*YOUR ASSIGNMENT*.
Return every entry exactly. Leave nothing out.

[Stored data entries]
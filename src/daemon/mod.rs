// Author: Dustin Pilgrim
// License: MIT

mod actions;
mod clock;
mod run;


pub use clock::Clock;

use std::sync::Arc;

use tokio::sync::mpsc;

use crate::core::{
    action::{Action, NoticeId},
    config::{ConfigFile, RuntimeConfig},
    error::Error,
    events::{ActivityKind, Event},
    state::{Phase, State},
    watchdog::Watchdog,
    watchdog_msg::WatchdogMsg,
};
use crate::services::{
    auth::AuthProvider,
    input::{ActivitySink, ActivitySource, Subscription},
    navigate::Navigator,
    notice::NoticeSurface,
};
use crate::{sdebug, sinfo, swarn};

pub type AnyError = Box<dyn std::error::Error + Send + Sync>;

/// External collaborators the watchdog acts on.
#[derive(Clone)]
pub struct Services {
    pub auth: Arc<dyn AuthProvider>,
    pub navigator: Arc<dyn Navigator>,
    pub notices: Arc<dyn NoticeSurface>,
    pub activity: Arc<dyn ActivitySource>,
}

struct MpscActivitySink {
    tx: mpsc::Sender<WatchdogMsg>,
}

impl ActivitySink for MpscActivitySink {
    fn push(&self, kind: ActivityKind) {
        // A full queue already holds activity that resets the timers.
        let _ = self.tx.try_send(WatchdogMsg::Activity(kind));
    }
}

pub struct Daemon {
    watchdog: Watchdog,
    state: State,
    clock: Clock,

    runtime: RuntimeConfig,
    services: Services,

    // At most one listener registration and one visible notice per instance.
    subscription: Option<Subscription>,
    notice_id: Option<NoticeId>,
}

impl Daemon {
    pub fn new(cfg: ConfigFile, services: Services) -> Result<Self, Error> {
        let watchdog = Watchdog::new(cfg.watchdog)?;

        sdebug!(
            "Daemon",
            "inactivity={}ms, warning={}ms, install_on_start={}, exit_on_expiry={}",
            watchdog.config().inactivity_timeout_ms,
            watchdog.config().warning_timeout_ms,
            cfg.runtime.install_on_start,
            cfg.runtime.exit_on_expiry,
        );

        Ok(Self {
            watchdog,
            state: State::new(),
            clock: Clock::start(),
            runtime: cfg.runtime,
            services,
            subscription: None,
            notice_id: None,
        })
    }

    /// Feed one event through the core; rejected events are logged and produce nothing.
    fn handle_one_event(&mut self, event: Event) -> Vec<Action> {
        match self.watchdog.handle_event(&mut self.state, event) {
            Ok(actions) => actions,
            Err(e) => {
                swarn!("Daemon", "event rejected: {}", e);
                Vec::new()
            }
        }
    }

    /// Enter the authenticated area: subscribe to input and arm both timers.
    pub(crate) async fn install(&mut self, tx: &mpsc::Sender<WatchdogMsg>) -> Result<String, String> {
        let now_ms = self.clock.now_ms();
        let actions = self
            .watchdog
            .handle_event(&mut self.state, Event::Installed { now_ms })
            .map_err(|e| e.to_string())?;

        // Any stale registration goes away before the new one exists.
        self.subscription = None;

        let sink: Arc<dyn ActivitySink> = Arc::new(MpscActivitySink { tx: tx.clone() });
        match self.services.activity.subscribe(sink) {
            Ok(sub) => self.subscription = Some(sub),
            Err(e) => swarn!("Daemon", "activity listener unavailable ({e}); only explicit extensions reset the timers"),
        }

        self.exec_actions(actions).await;
        Ok("Session watchdog installed".to_string())
    }

    /// Leave the authenticated area: listeners, timers and warning go together.
    pub(crate) async fn uninstall(&mut self) -> Result<String, String> {
        let now_ms = self.clock.now_ms();
        let actions = self
            .watchdog
            .handle_event(&mut self.state, Event::Uninstalled { now_ms })
            .map_err(|e| e.to_string())?;

        self.subscription = None;
        self.exec_actions(actions).await;
        Ok("Session watchdog uninstalled".to_string())
    }

    pub(crate) async fn extend_session(&mut self) -> Result<String, String> {
        let now_ms = self.clock.now_ms();
        let actions = self
            .watchdog
            .handle_event(&mut self.state, Event::ExtendSession { now_ms })
            .map_err(|e| e.to_string())?;

        self.exec_actions(actions).await;
        Ok("Session extended".to_string())
    }

    async fn on_activity(&mut self, kind: ActivityKind) {
        let now_ms = self.clock.now_ms();
        let actions = self.handle_one_event(Event::UserActivity { kind, now_ms });
        self.exec_actions(actions).await;
    }

    async fn on_notice_action(&mut self, id: NoticeId, action_key: &str) {
        if self.notice_id != Some(id) {
            sdebug!("Daemon", "ignoring action '{}' on stale notice {}", action_key, id);
            return;
        }
        if action_key != crate::services::notice::STAY_ACTION_KEY {
            return;
        }
        if let Err(e) = self.extend_session().await {
            swarn!("Daemon", "stay-logged-in ignored: {}", e);
        }
    }

    async fn on_deadline(&mut self) {
        let now_ms = self.clock.now_ms();
        let actions = self.handle_one_event(Event::Tick { now_ms });
        self.exec_actions(actions).await;
    }

    /// After a forced logout has navigated away, drop the instance so a new
    /// session can install a fresh one.
    async fn teardown_if_expired(&mut self) -> bool {
        if self.state.phase() != Phase::Expired || self.state.sign_out_pending() {
            return false;
        }
        if let Err(e) = self.uninstall().await {
            swarn!("Daemon", "teardown after expiry failed: {}", e);
        }
        sinfo!("Daemon", "session ended; waiting for a new install");
        true
    }
}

*ANSWER SECTION*.
filename src/daemon/mod.rs
// Author: Dustin Pilgrim
// License: MIT

mod actions;
mod clock;
mod run;


pub use clock::Clock;

use std::sync::Arc;

use tokio::sync::mpsc;

use crate::core::{
    action::{Action, NoticeId},
    config::{ConfigFile, RuntimeConfig},
    error::Error,
    events::{ActivityKind, Event},
    state::{Phase, State},
    watchdog::Watchdog,
    watchdog_msg::WatchdogMsg,
};
use crate::services::{
    auth::AuthProvider,
    input::{ActivitySink, ActivitySource, Subscription},
    navigate::Navigator,
    notice::NoticeSurface,
};
use crate::{sdebug, sinfo, swarn};

pub type AnyError = Box<dyn std::error::Error + Send + Sync>;

/// External collaborators the watchdog acts on.
#[derive(Clone)]
pub struct Services {
    pub auth: Arc<dyn AuthProvider>,
    pub navigator: Arc<dyn Navigator>,
    pub notices: Arc<dyn NoticeSurface>,
    pub activity: Arc<dyn ActivitySource>,
}

struct MpscActivitySink {
    tx: mpsc::Sender<WatchdogMsg>,
}

impl ActivitySink for MpscActivitySink {
    fn push(&self, kind: ActivityKind) {
        // A full queue already holds activity that resets the timers.
        let _ = self.tx.try_send(WatchdogMsg::Activity(kind));
    }
}

pub struct Daemon {
    watchdog: Watchdog,
    state: State,
    clock: Clock,

    runtime: RuntimeConfig,
    services: Services,

    // At most one listener registration and one visible notice per instance.
    subscription: Option<Subscription>,
    notice_id: Option<NoticeId>,
}

impl Daemon {
    pub fn new(cfg: ConfigFile, services: Services) -> Result<Self, Error> {
        let watchdog = Watchdog::new(cfg.watchdog)?;

        sdebug!(
            "Daemon",
            "inactivity={}ms, warning={}ms, install_on_start={}, exit_on_expiry={}",
            watchdog.config().inactivity_timeout_ms,
            watchdog.config().warning_timeout_ms,
            cfg.runtime.install_on_start,
            cfg.runtime.exit_on_expiry,
        );

        Ok(Self {
            watchdog,
            state: State::new(),
            clock: Clock::start(),
            runtime: cfg.runtime,
            services,
            subscription: None,
            notice_id: None,
        })
    }

    /// Feed one event through the core; rejected events are logged and produce nothing.
    fn handle_one_event(&mut self, event: Event) -> Vec<Action> {
        match self.watchdog.handle_event(&mut self.state, event) {
            Ok(actions) => actions,
            Err(e) => {
                swarn!("Daemon", "event rejected: {}", e);
                Vec::new()
            }
        }
    }

    /// Enter the authenticated area: subscribe to input and arm both timers.
    pub(crate) async fn install(&mut self, tx: &mpsc::Sender<WatchdogMsg>) -> Result<String, String> {
        let now_ms = self.clock.now_ms();
        let actions = self
            .watchdog
            .handle_event(&mut self.state, Event::Installed { now_ms })
            .map_err(|e| e.to_string())?;

        // Any stale registration goes away before the new one exists.
        self.subscription = None;

        let sink: Arc<dyn ActivitySink> = Arc::new(MpscActivitySink { tx: tx.clone() });
        match self.services.activity.subscribe(sink) {
            Ok(sub) => self.subscription = Some(sub),
            Err(e) => swarn!("Daemon", "activity listener unavailable ({e}); only explicit extensions reset the timers"),
        }

        self.exec_actions(actions).await;
        Ok("Session watchdog installed".to_string())
    }

    /// Leave the authenticated area: listeners, timers and warning go together.
    pub(crate) async fn uninstall(&mut self) -> Result<String, String> {
        let now_ms = self.clock.now_ms();
        let actions = self
            .watchdog
            .handle_event(&mut self.state, Event::Uninstalled { now_ms })
            .map_err(|e| e.to_string())?;

        self.subscription = None;
        self.exec_actions(actions).await;
        Ok("Session watchdog uninstalled".to_string())
    }

    pub(crate) async fn extend_session(&mut self) -> Result<String, String> {
        let now_ms = self.clock.now_ms();
        let actions = self
            .watchdog
            .handle_event(&mut self.state, Event::ExtendSession { now_ms })
            .map_err(|e| e.to_string())?;

        self.exec_actions(actions).await;
        Ok("Session extended".to_string())
    }

    async fn on_activity(&mut self, kind: ActivityKind) {
        let now_ms = self.clock.now_ms();
        let actions = self.handle_one_event(Event::UserActivity { kind, now_ms });
        self.exec_actions(actions).await;
    }

    async fn on_notice_action(&mut self, id: NoticeId, action_key: &str) {
        if self.notice_id != Some(id) {
            sdebug!("Daemon", "ignoring action '{}' on stale notice {}", action_key, id);
            return;
        }
        if action_key != crate::services::notice::STAY_ACTION_KEY {
            return;
        }
        if let Err(e) = self.extend_session().await {
            swarn!("Daemon", "stay-logged-in ignored: {}", e);
        }
    }

    async fn on_deadline(&mut self) {
        let now_ms = self.clock.now_ms();
        let actions = self.handle_one_event(Event::Tick { now_ms });
        self.exec_actions(actions).await;
    }

    /// After a forced logout has navigated away, drop the instance so a new
    /// session can install a fresh one.
    async fn teardown_if_expired(&mut self) -> bool {
        if self.state.phase() != Phase::Expired || self.state.sign_out_pending() {
            return false;
        }
        if let Err(e) = self.uninstall().await {
            swarn!("Daemon", "teardown after expiry failed: {}", e);
        }
        sinfo!("Daemon", "session ended; waiting for a new install");
        true
    }
}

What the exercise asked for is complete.